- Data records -
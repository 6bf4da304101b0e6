mod console;

use anyhow::Context;
use audiodash_sync::bindings::{ControlKey, Flag, LevelKey};
use audiodash_sync::config::{self, DashboardConfig, MixerRoute};
use audiodash_sync::dashboard::{Dashboard, DashboardView};
use clap::Parser;
use console::{ConsoleCommand, ConsoleView};
use std::io::Write;
use std::time::Duration;
use tokio::io::{AsyncBufReadExt, BufReader};
use tracing::{info, warn};
use tracing_subscriber::EnvFilter;

#[derive(Parser, Debug)]
#[command(name = "audiodash", about = "Headless console for the audio DSP dashboard")]
struct Args {
    /// WebSocket endpoint of the device (overrides AUDIODASH_WS_URL).
    #[arg(long)]
    ws_url: Option<String>,

    #[arg(long)]
    reconnect_base_ms: Option<u64>,

    #[arg(long)]
    max_attempts: Option<u32>,

    /// `channel` or `http`.
    #[arg(long)]
    mixer_route: Option<MixerRoute>,

    #[arg(long)]
    http_base: Option<String>,
}

fn load_config(args: &Args) -> anyhow::Result<DashboardConfig> {
    let mut cfg = DashboardConfig::from_env()?;
    if let Some(url) = args.ws_url.as_deref() {
        cfg.endpoint = config::parse_url("--ws-url", url)?;
    }
    if let Some(ms) = args.reconnect_base_ms {
        cfg.reconnect.base_delay = Duration::from_millis(ms);
    }
    if let Some(n) = args.max_attempts {
        cfg.reconnect.max_attempts = n;
    }
    if let Some(route) = args.mixer_route {
        cfg.mixer_route = route;
    }
    if let Some(base) = args.http_base.as_deref() {
        cfg.http_base = Some(config::parse_url("--http-base", base)?);
    }
    cfg.validate()?;
    Ok(cfg)
}

#[tokio::main(flavor = "current_thread")]
async fn main() -> anyhow::Result<()> {
    dotenvy::dotenv().ok();
    tracing_subscriber::fmt()
        .with_env_filter(EnvFilter::try_from_default_env().unwrap_or_else(|_| EnvFilter::new("warn")))
        .with_writer(std::io::stderr)
        .init();

    let args = Args::parse();
    let cfg = load_config(&args)?;
    info!(endpoint = %cfg.endpoint, route = ?cfg.mixer_route, "connecting");

    let view = ConsoleView::new(std::io::stdout());
    let (mut dash, mut events) =
        Dashboard::connect(&cfg, view).context("failed to start dashboard")?;

    let mut lines = BufReader::new(tokio::io::stdin()).lines();
    loop {
        tokio::select! {
            event = events.recv() => match event {
                Some(event) => dash.handle_event(event),
                None => break,
            },
            line = lines.next_line() => {
                let Some(line) = line.context("stdin read failed")? else {
                    break;
                };
                match console::parse_line(&line) {
                    Ok(Some(ConsoleCommand::Quit)) => break,
                    Ok(Some(cmd)) => run_command(&mut dash, cmd),
                    Ok(None) => {}
                    Err(e) => eprintln!("{e}"),
                }
            }
        }
    }

    dash.close();
    Ok(())
}

fn run_command<V: DashboardView>(dash: &mut Dashboard<V>, cmd: ConsoleCommand) {
    let result = match cmd {
        ConsoleCommand::Commit(key, value) => dash.commit_edit(key, value).map(|_| ()),
        ConsoleCommand::Drag(key, value) => dash.preview(key, value).map(|_| ()),
        ConsoleCommand::Release(key) => match console::pending_release(dash.registry(), key) {
            Some(value) => dash.commit_edit(key, value).map(|_| ()),
            None => {
                println!("nothing to release on {key}");
                Ok(())
            }
        },
        ConsoleCommand::Cancel(key) => {
            dash.cancel_edit(key);
            Ok(())
        }
        ConsoleCommand::Toggle(target) => {
            dash.toggle(target);
            Ok(())
        }
        ConsoleCommand::Refresh => {
            dash.request_current_eq();
            Ok(())
        }
        ConsoleCommand::Retry => {
            dash.retry();
            Ok(())
        }
        ConsoleCommand::State => {
            print_state(dash);
            Ok(())
        }
        ConsoleCommand::Help => {
            println!("{}", console::HELP);
            Ok(())
        }
        ConsoleCommand::Quit => Ok(()),
    };
    if let Err(e) = result {
        warn!(error = %e, "command rejected");
    }
}

fn print_state<V: DashboardView>(dash: &Dashboard<V>) {
    let reg = dash.registry();
    let keys = LevelKey::ALL
        .into_iter()
        .map(ControlKey::Level)
        .chain(Flag::ALL.into_iter().map(ControlKey::Flag))
        .chain(std::iter::once(ControlKey::Mode));

    let stdout = std::io::stdout();
    let mut out = stdout.lock();
    let _ = writeln!(out, "link: {}", dash.link_state());
    for key in keys {
        let _ = writeln!(out, "  {}", console::format_binding(key, &reg.view(key)));
    }
}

- Exercise brief -
Of all the entries above, how many lines contain "DashboardView"? Give the number alone.

- Result of the task -
3